The eldest son, James had a grocery store in Louisville. He was a partner with a man named Aiken. James is also named in a few of the deeds of sale with his father, George. He appears to have been involved in the land business with George. Martin appears in no directory, whether Louisville of New Orleans. Neither does he appear in any census records. We can only assume he too was working with George in the land business. James died in late 1836. Since, during the extended succession proceedings for Edward Price in New Orleans, a John Sinnot records that James died in 1836. This record is dated in 1838. James left a widow and two young daughters.
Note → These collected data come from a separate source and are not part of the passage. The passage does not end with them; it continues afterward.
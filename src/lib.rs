//! Broadcast script desk: assembles spoken-word scripts about landmarks from
//! reference data, and scores any script text against fixed newsroom
//! heuristics.

pub mod analysis;
pub mod assembler;
pub mod content;
pub mod dataset;
pub mod error;
pub mod lexicon;
pub mod metrics;
pub mod recommend;
pub mod score;
pub mod service;
pub mod style;

pub use analysis::{analyze, AnalysisResult};
pub use assembler::{Script, ScriptAssembler, ScriptSection, SectionKind};
pub use dataset::{CityRecord, Dataset, LandmarkRecord};
pub use error::{DeskError, Result};
pub use service::{handle_analyze, AnalyzeRequest, GenerateRequest, GeneratedScript, ScriptDesk};
//! Error types for script generation and analysis.

use thiserror::Error;

#[derive(Error, Debug)]
pub enum DeskError {
    #[error("{message}")]
    Validation { message: String },

    #[error("{kind} not found: {id}")]
    NotFound { kind: &'static str, id: String },

    #[error("Dataset error: {message}")]
    Dataset { message: String },
}

impl DeskError {
    pub fn missing_field(field: &str) -> Self {
        DeskError::Validation {
            message: format!("missing required field: {field}"),
        }
    }

    pub fn city_not_found(id: &str) -> Self {
        DeskError::NotFound {
            kind: "city",
            id: id.to_string(),
        }
    }

    pub fn landmark_not_found(id: &str) -> Self {
        DeskError::NotFound {
            kind: "landmark",
            id: id.to_string(),
        }
    }
}

impl From<serde_json::Error> for DeskError {
    fn from(err: serde_json::Error) -> Self {
        DeskError::Dataset {
            message: err.to_string(),
        }
    }
}

pub type Result<T> = std::result::Result<T, DeskError>;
The next oldest brother in the Price clan was Edward. Edward had a store in New Orleans selling corn and hay. Edward was not mentioned in the marriage or curatorship for Anastasia in 1836. He died on July 14, 1836, just two days before Anastasia and Martin married.

One Crane family story is that Mary Price came to the US in 1825 with small children. It does appear that James and Edward, the two older children, came before the rest of the family. Tragedy was striking the Prices. The unfortunate events would continue.

Thomas J. Crane, History of the Crane Family, (Privately published 2016)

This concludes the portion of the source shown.